Collected data entries
◇ ◇ ◇ ◇
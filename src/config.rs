use crate::backend::Backend;
use crate::error::PlanetaeError;
use crate::types::Credentials;
use figment::{
    Figment,
    providers::{Env, Serialized},
};
use serde::{Deserialize, Serialize};
use std::path::PathBuf;

/// Runtime settings, read from `PLANETAE_`-prefixed environment variables
/// on top of the defaults below.
#[derive(Debug, Clone, Serialize, Deserialize)]
pub struct Config {
    pub backend: Backend,
    pub host: String,
    pub port: u16,
    pub username: Option<String>,
    pub password: Option<String>,
    /// Takes precedence over host/port when set.
    pub connection_string: Option<String>,
    pub automatically_create_database: bool,
    pub loglevel: String,
    pub backup_dir: PathBuf,
}

impl Default for Config {
    fn default() -> Self {
        Self {
            backend: Backend::default(),
            host: "localhost".to_string(),
            port: 3306,
            username: None,
            password: None,
            connection_string: None,
            automatically_create_database: false,
            loglevel: "info".to_string(),
            backup_dir: PathBuf::from("backups"),
        }
    }
}

impl Config {
    pub fn figment() -> Figment {
        Figment::from(Serialized::defaults(Config::default())).merge(Env::prefixed("PLANETAE_"))
    }

    pub fn from_env() -> Result<Self, PlanetaeError> {
        Ok(Self::figment().extract()?)
    }

    pub fn credentials(&self) -> Credentials {
        let mut credentials = match &self.connection_string {
            Some(url) => Credentials::from_connection_string(url.clone()),
            None => Credentials::new(self.host.clone(), self.port),
        };
        credentials.username = self.username.clone();
        credentials.password = self.password.clone();
        credentials
    }
}
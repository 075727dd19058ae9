//! In-memory server speaking the MySQL statements this crate emits.
//!
//! Good enough to run the client, CRUD and backup paths end to end: it keeps
//! databases, tables and rows in a shared map, records every statement it
//! receives and can be told to fail statements or logins on demand.
#![allow(dead_code)]

use async_trait::async_trait;
use planetae_db::dialect::{Dialect, MySqlDialect};
use planetae_db::port::{Connection, Connector, Row, RowSet, Statement};
use planetae_db::{Client, Credentials, Database, Driver, LogSink, PlanetaeError, Value};
use std::collections::BTreeMap;
use std::sync::{Arc, Mutex, MutexGuard};

pub const WRONG_PASSWORD: &str = "wrong";

#[derive(Debug, Clone)]
struct Column {
    name: String,
    definition: String,
    default: Value,
}

impl Column {
    fn is_auto_increment(&self) -> bool {
        self.definition.to_ascii_uppercase().contains("AUTO_INCREMENT")
    }

    fn sql_type(&self) -> String {
        self.definition
            .split_whitespace()
            .next()
            .unwrap_or_default()
            .to_ascii_lowercase()
    }
}

#[derive(Debug, Clone, Default)]
struct Table {
    columns: Vec<Column>,
    primary_key: Option<String>,
    rows: Vec<Row>,
    next_id: i64,
    indexes: Vec<String>,
}

impl Table {
    fn position(&self, column: &str) -> Result<usize, PlanetaeError> {
        self.columns
            .iter()
            .position(|c| c.name == column)
            .ok_or_else(|| PlanetaeError::NotFound(format!("Unknown column '{column}'")))
    }
}

#[derive(Debug, Default)]
struct Schema {
    tables: BTreeMap<String, Table>,
}

#[derive(Debug, Default)]
struct ServerState {
    databases: BTreeMap<String, Schema>,
    journal: Vec<String>,
    failing: Vec<String>,
    refuse_connections: bool,
    opened: usize,
    live: usize,
}

/// Shared handle; every clone talks to the same server.
#[derive(Clone, Default)]
pub struct MemoryServer {
    state: Arc<Mutex<ServerState>>,
}

impl MemoryServer {
    pub fn new() -> Self {
        Self::default()
    }

    fn lock(&self) -> MutexGuard<'_, ServerState> {
        self.state.lock().unwrap()
    }

    pub fn driver(&self) -> Driver {
        Driver::new("memory", Arc::new(MySqlDialect), Arc::new(self.clone()))
    }

    pub fn client(&self) -> Client {
        Client::builder(self.driver(), credentials()).build()
    }

    pub fn auto_client(&self) -> Client {
        Client::builder(self.driver(), credentials())
            .automatically_create_database(true)
            .build()
    }

    /// Create a database directly, bypassing any client.
    pub fn seed_database(&self, name: &str) {
        self.lock().databases.entry(name.to_string()).or_default();
    }

    pub fn database_names(&self) -> Vec<String> {
        self.lock().databases.keys().cloned().collect()
    }

    /// Every later statement containing `needle` fails with an execution error.
    pub fn fail_when(&self, needle: &str) {
        self.lock().failing.push(needle.to_string());
    }

    pub fn refuse_connections(&self, refuse: bool) {
        self.lock().refuse_connections = refuse;
    }

    /// Statements received so far, in arrival order.
    pub fn journal(&self) -> Vec<String> {
        self.lock().journal.clone()
    }

    pub fn clear_journal(&self) {
        self.lock().journal.clear();
    }

    pub fn connections_opened(&self) -> usize {
        self.lock().opened
    }

    pub fn live_connections(&self) -> usize {
        self.lock().live
    }

    pub fn row_count(&self, database: &str, table: &str) -> usize {
        self.lock()
            .databases
            .get(database)
            .and_then(|s| s.tables.get(table))
            .map(|t| t.rows.len())
            .unwrap_or(0)
    }
}

/// Seed `name` on the server and bind a fresh, not yet connected database to it.
pub fn bind(server: &MemoryServer, name: &str) -> Database {
    server.seed_database(name);
    Database::new(name, server.driver(), credentials(), LogSink::none()).unwrap()
}

pub fn credentials() -> Credentials {
    Credentials::new("memory", 3306).with_login("root", "secret")
}

#[async_trait]
impl Connector for MemoryServer {
    async fn open(
        &self,
        credentials: &Credentials,
        database: Option<&str>,
    ) -> Result<Box<dyn Connection>, PlanetaeError> {
        tokio::task::yield_now().await;
        let mut state = self.lock();
        if state.refuse_connections || credentials.password.as_deref() == Some(WRONG_PASSWORD) {
            return Err(PlanetaeError::Connection(
                "Access denied for user".to_string(),
            ));
        }
        if let Some(name) = database
            && !state.databases.contains_key(name)
        {
            return Err(PlanetaeError::NotFound(format!("Unknown database '{name}'")));
        }
        state.opened += 1;
        state.live += 1;
        Ok(Box::new(MemoryConnection {
            server: self.clone(),
            current: database.map(str::to_string),
        }))
    }
}

pub struct MemoryConnection {
    server: MemoryServer,
    current: Option<String>,
}

#[async_trait]
impl Connection for MemoryConnection {
    async fn fetch(&mut self, statement: &Statement) -> Result<RowSet, PlanetaeError> {
        tokio::task::yield_now().await;
        self.run(statement).map(|(rows, _)| rows)
    }

    async fn execute(&mut self, statement: &Statement) -> Result<u64, PlanetaeError> {
        tokio::task::yield_now().await;
        self.run(statement).map(|(_, affected)| affected)
    }

    async fn close(self: Box<Self>) -> Result<(), PlanetaeError> {
        let mut state = self.server.lock();
        state.live = state.live.saturating_sub(1);
        Ok(())
    }
}

type Outcome = (RowSet, u64);
/// Ordered column name to type-and-constraint mapping used to generate DDL.
///
/// ```
/// use planetae_db::Signature;
///
/// let sig = Signature::new()
///     .column("name", "VARCHAR(255) NOT NULL")
///     .column("phone", "INT(11) NOT NULL");
/// assert_eq!(sig.len(), 2);
/// ```
#[derive(Debug, Clone, Default, PartialEq, Eq)]
pub struct Signature {
    columns: Vec<(String, String)>,
}

impl Signature {
    pub fn new() -> Self {
        Self::default()
    }

    /// Append a column; redefining an existing column replaces its definition in place.
    pub fn column(mut self, name: impl Into<String>, definition: impl Into<String>) -> Self {
        let name = name.into();
        let definition = definition.into();
        match self.columns.iter_mut().find(|(n, _)| *n == name) {
            Some((_, def)) => *def = definition,
            None => self.columns.push((name, definition)),
        }
        self
    }

    pub fn len(&self) -> usize {
        self.columns.len()
    }

    pub fn is_empty(&self) -> bool {
        self.columns.is_empty()
    }

    pub fn iter(&self) -> impl Iterator<Item = (&str, &str)> {
        self.columns.iter().map(|(n, d)| (n.as_str(), d.as_str()))
    }

    pub fn names(&self) -> impl Iterator<Item = &str> {
        self.columns.iter().map(|(n, _)| n.as_str())
    }
}

impl<N: Into<String>, D: Into<String>> FromIterator<(N, D)> for Signature {
    fn from_iter<I: IntoIterator<Item = (N, D)>>(iter: I) -> Self {
        iter.into_iter()
            .fold(Signature::new(), |sig, (n, d)| sig.column(n, d))
    }
}
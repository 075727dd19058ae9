//! Connection Port: the boundary to each backend's wire driver.
//!
//! Layout:
//! - `mod.rs`: `Connector`/`Connection` traits and the `Statement` pair
//! - `mysql.rs`: sqlx-backed driver for MariaDB and MySQL
//!
//! A `Connection` is used by exactly one session actor at a time, so
//! implementations never see two statements in flight.

pub mod mysql;

use crate::error::PlanetaeError;
use crate::types::{Credentials, Value};
use async_trait::async_trait;

pub use mysql::MySqlConnector;

pub type Row = Vec<Value>;
pub type RowSet = Vec<Row>;

/// Statement text and its positional bound values.
///
/// The i-th placeholder in `sql` binds `params[i]`; builders produce both
/// halves together and nothing reorders them afterwards.
#[derive(Debug, Clone, PartialEq)]
pub struct Statement {
    pub sql: String,
    pub params: Vec<Value>,
}

impl Statement {
    /// A statement without bound values.
    pub fn raw(sql: impl Into<String>) -> Self {
        Self {
            sql: sql.into(),
            params: Vec::new(),
        }
    }

    pub fn with_params(sql: impl Into<String>, params: Vec<Value>) -> Self {
        Self {
            sql: sql.into(),
            params,
        }
    }
}

#[async_trait]
pub trait Connector: Send + Sync {
    /// Open one physical connection, optionally selecting `database`.
    async fn open(
        &self,
        credentials: &Credentials,
        database: Option<&str>,
    ) -> Result<Box<dyn Connection>, PlanetaeError>;
}

#[async_trait]
pub trait Connection: Send {
    /// Run a row-returning statement and collect every row.
    async fn fetch(&mut self, statement: &Statement) -> Result<RowSet, PlanetaeError>;

    /// Run a statement for its effect; returns rows affected.
    async fn execute(&mut self, statement: &Statement) -> Result<u64, PlanetaeError>;

    async fn close(self: Box<Self>) -> Result<(), PlanetaeError>;
}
◇ ◇ ◇ ◇
Where the data above reaches the line holding "pub struct Signature", begin printing, and stop after the line holding "reorders them afterwards.". Each line must be reproduced exactly, with nothing else added.

pub struct Signature {
    columns: Vec<(String, String)>,
}

impl Signature {
    pub fn new() -> Self {
        Self::default()
    }

    /// Append a column; redefining an existing column replaces its definition in place.
    pub fn column(mut self, name: impl Into<String>, definition: impl Into<String>) -> Self {
        let name = name.into();
        let definition = definition.into();
        match self.columns.iter_mut().find(|(n, _)| *n == name) {
            Some((_, def)) => *def = definition,
            None => self.columns.push((name, definition)),
        }
        self
    }

    pub fn len(&self) -> usize {
        self.columns.len()
    }

    pub fn is_empty(&self) -> bool {
        self.columns.is_empty()
    }

    pub fn iter(&self) -> impl Iterator<Item = (&str, &str)> {
        self.columns.iter().map(|(n, d)| (n.as_str(), d.as_str()))
    }

    pub fn names(&self) -> impl Iterator<Item = &str> {
        self.columns.iter().map(|(n, _)| n.as_str())
    }
}

impl<N: Into<String>, D: Into<String>> FromIterator<(N, D)> for Signature {
    fn from_iter<I: IntoIterator<Item = (N, D)>>(iter: I) -> Self {
        iter.into_iter()
            .fold(Signature::new(), |sig, (n, d)| sig.column(n, d))
    }
}
repository 075727dd19058ae9
//! Connection Port: the boundary to each backend's wire driver.
//!
//! Layout:
//! - `mod.rs`: `Connector`/`Connection` traits and the `Statement` pair
//! - `mysql.rs`: sqlx-backed driver for MariaDB and MySQL
//!
//! A `Connection` is used by exactly one session actor at a time, so
//! implementations never see two statements in flight.

pub mod mysql;

use crate::error::PlanetaeError;
use crate::types::{Credentials, Value};
use async_trait::async_trait;

pub use mysql::MySqlConnector;

pub type Row = Vec<Value>;
pub type RowSet = Vec<Row>;

/// Statement text and its positional bound values.
///
/// The i-th placeholder in `sql` binds `params[i]`; builders produce both
/// halves together and nothing reorders them afterwards.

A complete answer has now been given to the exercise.